| What you need to do |
Look for the line that has "tracing_subscriber::fmt()" in the material below; please repeat it and every line after it, exactly, up to and including the line that has "fn write_members(apk: &Apk<'_>, cli: &Cli)", and nothing else.

| Entries shown |
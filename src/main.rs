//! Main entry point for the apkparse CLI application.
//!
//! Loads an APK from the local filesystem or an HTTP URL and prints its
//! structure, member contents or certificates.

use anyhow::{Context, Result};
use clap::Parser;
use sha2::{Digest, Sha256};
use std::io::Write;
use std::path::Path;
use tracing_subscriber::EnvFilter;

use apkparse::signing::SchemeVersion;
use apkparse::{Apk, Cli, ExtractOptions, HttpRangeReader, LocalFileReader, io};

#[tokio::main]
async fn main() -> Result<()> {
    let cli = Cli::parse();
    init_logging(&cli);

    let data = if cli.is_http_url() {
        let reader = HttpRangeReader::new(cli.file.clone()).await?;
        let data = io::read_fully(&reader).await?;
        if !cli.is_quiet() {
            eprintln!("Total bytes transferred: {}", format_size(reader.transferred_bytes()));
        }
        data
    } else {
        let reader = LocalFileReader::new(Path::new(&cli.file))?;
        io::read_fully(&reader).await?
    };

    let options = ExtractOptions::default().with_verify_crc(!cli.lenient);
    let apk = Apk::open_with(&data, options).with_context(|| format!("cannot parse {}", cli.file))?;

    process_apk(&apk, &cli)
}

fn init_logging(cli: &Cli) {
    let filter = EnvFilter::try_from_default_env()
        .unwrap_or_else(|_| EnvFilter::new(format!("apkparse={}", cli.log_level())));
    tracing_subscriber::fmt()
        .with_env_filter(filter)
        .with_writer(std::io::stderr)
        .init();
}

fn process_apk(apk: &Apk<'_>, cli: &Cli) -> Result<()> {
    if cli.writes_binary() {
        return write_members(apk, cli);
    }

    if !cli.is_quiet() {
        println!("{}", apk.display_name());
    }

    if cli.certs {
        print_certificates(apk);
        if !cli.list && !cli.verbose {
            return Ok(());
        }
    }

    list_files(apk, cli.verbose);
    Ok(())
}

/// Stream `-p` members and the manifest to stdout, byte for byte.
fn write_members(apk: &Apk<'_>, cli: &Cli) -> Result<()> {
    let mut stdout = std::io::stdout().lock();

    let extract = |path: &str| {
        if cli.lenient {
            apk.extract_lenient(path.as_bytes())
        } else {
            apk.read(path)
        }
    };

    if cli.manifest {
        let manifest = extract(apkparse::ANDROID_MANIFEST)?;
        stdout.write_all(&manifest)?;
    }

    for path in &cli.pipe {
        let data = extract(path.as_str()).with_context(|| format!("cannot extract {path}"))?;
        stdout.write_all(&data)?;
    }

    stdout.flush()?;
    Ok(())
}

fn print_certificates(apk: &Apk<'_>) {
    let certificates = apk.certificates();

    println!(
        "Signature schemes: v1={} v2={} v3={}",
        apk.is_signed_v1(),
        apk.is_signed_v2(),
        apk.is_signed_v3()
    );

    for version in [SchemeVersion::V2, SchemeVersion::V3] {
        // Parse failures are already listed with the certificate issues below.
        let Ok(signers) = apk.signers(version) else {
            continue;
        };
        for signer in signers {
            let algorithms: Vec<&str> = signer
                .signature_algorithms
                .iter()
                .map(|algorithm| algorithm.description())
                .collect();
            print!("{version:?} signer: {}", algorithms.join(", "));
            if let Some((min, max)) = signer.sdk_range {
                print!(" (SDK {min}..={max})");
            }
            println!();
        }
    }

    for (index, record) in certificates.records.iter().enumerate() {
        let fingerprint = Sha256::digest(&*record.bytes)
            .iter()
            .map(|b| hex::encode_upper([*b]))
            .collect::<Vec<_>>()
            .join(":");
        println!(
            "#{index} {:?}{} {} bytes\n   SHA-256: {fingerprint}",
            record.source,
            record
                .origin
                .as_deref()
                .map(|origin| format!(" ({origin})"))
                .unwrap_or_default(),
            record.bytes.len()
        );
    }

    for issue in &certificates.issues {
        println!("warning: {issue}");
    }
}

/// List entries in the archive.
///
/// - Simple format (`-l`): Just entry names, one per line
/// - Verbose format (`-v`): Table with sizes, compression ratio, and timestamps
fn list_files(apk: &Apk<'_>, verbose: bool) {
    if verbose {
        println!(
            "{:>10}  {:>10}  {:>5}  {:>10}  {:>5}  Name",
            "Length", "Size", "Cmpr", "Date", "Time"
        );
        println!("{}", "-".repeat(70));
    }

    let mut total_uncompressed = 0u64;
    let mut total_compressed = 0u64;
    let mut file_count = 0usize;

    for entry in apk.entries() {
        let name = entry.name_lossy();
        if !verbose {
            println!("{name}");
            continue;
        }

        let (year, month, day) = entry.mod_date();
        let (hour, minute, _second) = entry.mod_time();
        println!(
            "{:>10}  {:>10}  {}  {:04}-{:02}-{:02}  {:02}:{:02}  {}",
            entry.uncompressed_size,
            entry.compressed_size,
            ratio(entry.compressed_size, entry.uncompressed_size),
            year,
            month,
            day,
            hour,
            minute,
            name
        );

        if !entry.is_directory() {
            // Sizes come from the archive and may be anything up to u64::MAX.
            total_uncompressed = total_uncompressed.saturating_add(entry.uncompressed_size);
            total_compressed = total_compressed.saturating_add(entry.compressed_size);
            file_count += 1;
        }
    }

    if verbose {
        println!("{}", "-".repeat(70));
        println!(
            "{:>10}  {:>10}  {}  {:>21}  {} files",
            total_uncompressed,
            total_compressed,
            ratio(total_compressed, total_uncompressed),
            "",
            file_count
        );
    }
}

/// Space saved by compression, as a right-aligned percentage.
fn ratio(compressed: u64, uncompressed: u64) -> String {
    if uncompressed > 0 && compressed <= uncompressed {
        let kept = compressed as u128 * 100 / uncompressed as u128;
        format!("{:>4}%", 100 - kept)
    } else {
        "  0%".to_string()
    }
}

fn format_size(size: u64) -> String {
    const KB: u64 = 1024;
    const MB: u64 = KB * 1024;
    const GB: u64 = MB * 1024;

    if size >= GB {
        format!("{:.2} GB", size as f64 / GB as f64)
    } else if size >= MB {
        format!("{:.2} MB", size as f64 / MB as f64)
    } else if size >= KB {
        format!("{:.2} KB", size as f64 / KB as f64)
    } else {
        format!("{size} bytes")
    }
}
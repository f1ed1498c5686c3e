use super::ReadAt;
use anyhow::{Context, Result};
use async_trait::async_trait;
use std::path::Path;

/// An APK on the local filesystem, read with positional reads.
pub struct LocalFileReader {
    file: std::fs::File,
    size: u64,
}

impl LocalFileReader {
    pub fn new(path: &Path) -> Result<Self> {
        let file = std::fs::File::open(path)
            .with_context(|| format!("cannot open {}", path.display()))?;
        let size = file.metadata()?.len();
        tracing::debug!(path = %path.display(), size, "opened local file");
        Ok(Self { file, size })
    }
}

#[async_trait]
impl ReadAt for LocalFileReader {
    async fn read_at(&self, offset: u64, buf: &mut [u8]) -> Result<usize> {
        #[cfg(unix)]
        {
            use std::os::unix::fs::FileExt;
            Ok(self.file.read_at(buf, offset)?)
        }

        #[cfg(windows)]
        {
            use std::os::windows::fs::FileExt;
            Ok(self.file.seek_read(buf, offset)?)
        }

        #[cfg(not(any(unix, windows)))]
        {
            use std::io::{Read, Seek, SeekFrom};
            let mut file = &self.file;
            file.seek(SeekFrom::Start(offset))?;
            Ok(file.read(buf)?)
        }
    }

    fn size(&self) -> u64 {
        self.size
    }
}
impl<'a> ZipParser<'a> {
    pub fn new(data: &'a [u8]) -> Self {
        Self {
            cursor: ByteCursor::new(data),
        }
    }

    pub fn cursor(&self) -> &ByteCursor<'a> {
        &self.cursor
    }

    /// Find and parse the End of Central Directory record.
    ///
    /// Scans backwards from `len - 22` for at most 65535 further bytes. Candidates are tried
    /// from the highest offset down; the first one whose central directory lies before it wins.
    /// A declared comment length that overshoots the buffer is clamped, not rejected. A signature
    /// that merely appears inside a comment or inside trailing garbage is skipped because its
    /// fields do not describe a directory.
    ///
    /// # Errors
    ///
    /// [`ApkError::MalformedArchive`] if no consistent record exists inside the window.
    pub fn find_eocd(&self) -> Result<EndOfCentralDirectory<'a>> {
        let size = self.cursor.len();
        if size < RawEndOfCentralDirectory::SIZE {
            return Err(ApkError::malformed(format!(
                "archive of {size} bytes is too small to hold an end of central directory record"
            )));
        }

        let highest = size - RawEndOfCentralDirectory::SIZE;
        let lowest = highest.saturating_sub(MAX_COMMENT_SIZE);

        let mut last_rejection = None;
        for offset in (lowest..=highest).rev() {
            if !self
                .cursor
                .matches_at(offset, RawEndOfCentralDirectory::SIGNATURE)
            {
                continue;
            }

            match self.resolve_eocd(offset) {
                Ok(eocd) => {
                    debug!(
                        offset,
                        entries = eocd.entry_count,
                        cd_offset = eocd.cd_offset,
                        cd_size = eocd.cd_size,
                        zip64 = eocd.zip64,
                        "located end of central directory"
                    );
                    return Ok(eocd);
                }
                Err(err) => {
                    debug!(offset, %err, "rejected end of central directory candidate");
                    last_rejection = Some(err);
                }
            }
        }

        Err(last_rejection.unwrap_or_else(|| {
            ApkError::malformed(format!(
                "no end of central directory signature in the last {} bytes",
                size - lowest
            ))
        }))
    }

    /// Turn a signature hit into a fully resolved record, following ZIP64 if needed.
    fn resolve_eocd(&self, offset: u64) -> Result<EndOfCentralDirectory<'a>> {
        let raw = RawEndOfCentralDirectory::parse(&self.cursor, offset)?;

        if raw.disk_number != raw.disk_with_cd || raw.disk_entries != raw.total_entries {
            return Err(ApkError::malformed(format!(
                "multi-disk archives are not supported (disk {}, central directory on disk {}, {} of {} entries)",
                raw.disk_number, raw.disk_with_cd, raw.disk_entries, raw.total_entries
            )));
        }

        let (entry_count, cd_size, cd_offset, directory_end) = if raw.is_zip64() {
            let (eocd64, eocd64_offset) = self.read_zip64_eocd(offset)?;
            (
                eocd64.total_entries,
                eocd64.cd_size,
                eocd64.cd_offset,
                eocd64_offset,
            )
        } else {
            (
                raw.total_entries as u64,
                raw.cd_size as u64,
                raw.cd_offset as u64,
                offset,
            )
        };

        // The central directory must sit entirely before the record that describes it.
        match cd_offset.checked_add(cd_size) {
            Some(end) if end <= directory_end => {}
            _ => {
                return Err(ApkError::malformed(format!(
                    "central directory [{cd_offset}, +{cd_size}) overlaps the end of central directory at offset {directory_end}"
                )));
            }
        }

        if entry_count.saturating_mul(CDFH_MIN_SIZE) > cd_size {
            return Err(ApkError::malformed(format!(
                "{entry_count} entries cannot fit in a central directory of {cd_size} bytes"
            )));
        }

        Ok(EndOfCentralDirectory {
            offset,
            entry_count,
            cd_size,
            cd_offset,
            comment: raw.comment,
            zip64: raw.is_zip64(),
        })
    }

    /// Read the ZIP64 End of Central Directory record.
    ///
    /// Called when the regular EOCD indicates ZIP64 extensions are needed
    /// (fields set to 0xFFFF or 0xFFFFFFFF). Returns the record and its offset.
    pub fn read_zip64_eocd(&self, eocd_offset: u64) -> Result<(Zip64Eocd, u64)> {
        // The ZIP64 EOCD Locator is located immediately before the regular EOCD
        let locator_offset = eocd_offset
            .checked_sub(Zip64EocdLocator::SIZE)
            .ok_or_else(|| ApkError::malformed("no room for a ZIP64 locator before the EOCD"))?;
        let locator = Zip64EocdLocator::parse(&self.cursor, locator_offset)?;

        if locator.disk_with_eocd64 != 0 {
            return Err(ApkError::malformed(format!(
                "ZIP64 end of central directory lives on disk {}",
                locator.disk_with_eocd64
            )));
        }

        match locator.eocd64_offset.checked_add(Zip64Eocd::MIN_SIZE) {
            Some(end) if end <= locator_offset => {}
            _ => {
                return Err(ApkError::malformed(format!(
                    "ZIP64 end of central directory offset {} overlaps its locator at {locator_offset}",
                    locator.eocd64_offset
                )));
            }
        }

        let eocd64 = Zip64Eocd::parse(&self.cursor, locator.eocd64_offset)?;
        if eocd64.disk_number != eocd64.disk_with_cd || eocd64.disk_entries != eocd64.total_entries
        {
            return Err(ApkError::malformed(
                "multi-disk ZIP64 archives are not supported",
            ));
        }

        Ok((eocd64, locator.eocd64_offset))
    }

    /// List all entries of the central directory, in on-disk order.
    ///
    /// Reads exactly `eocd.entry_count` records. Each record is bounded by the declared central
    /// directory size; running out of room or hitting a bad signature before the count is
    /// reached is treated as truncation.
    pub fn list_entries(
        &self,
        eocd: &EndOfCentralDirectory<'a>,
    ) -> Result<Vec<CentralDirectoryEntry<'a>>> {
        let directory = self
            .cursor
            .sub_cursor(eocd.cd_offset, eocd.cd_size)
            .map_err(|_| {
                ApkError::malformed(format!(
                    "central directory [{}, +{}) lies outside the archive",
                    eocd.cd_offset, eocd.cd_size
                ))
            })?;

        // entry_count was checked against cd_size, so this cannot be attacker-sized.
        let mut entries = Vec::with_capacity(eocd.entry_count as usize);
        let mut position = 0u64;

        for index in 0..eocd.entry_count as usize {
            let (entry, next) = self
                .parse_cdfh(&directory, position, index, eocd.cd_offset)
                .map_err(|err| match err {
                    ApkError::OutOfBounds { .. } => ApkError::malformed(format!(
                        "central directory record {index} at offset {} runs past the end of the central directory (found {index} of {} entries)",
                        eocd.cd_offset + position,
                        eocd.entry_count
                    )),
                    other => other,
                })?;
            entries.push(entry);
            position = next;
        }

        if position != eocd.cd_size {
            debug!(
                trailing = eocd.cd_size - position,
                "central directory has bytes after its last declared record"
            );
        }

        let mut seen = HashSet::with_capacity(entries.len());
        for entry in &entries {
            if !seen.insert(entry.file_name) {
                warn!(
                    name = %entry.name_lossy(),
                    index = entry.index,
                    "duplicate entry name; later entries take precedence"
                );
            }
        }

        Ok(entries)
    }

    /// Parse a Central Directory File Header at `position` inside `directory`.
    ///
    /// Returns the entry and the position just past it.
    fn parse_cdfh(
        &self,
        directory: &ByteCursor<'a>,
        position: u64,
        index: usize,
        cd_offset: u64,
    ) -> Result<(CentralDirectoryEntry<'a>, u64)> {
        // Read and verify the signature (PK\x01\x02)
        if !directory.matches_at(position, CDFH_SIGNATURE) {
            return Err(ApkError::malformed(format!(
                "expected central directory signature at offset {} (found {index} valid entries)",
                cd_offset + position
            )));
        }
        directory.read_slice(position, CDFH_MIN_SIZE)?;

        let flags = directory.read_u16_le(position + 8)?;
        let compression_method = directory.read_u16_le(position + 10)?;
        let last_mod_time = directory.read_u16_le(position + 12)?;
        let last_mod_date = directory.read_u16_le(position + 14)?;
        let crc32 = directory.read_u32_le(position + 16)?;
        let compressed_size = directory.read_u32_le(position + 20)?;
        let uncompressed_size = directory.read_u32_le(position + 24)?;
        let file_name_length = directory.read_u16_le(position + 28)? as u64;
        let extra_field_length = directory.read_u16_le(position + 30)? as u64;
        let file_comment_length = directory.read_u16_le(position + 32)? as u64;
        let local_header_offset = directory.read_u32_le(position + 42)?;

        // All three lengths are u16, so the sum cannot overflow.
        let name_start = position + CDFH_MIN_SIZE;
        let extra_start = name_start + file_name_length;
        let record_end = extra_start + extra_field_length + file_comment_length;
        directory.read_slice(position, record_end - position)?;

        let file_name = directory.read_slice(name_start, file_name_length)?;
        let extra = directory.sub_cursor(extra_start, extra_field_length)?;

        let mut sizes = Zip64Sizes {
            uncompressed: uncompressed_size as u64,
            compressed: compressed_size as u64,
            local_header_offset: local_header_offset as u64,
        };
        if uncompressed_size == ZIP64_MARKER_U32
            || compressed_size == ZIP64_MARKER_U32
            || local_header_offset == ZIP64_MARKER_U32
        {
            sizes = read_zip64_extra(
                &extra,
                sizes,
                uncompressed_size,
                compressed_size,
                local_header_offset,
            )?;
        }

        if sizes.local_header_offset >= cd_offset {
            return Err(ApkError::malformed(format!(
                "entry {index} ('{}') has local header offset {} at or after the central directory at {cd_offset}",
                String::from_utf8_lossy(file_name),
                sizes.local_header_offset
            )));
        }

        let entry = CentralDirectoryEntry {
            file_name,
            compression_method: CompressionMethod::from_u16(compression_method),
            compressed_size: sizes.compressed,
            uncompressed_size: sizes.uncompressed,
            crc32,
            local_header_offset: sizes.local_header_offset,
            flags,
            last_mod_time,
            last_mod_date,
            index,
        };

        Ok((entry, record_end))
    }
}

| Response |
    tracing_subscriber::fmt()
        .with_env_filter(filter)
        .with_writer(std::io::stderr)
        .init();
}

fn process_apk(apk: &Apk<'_>, cli: &Cli) -> Result<()> {
    if cli.writes_binary() {
        return write_members(apk, cli);
    }

    if !cli.is_quiet() {
        println!("{}", apk.display_name());
    }

    if cli.certs {
        print_certificates(apk);
        if !cli.list && !cli.verbose {
            return Ok(());
        }
    }

    list_files(apk, cli.verbose);
    Ok(())
}

/// Stream `-p` members and the manifest to stdout, byte for byte.
fn write_members(apk: &Apk<'_>, cli: &Cli) -> Result<()> {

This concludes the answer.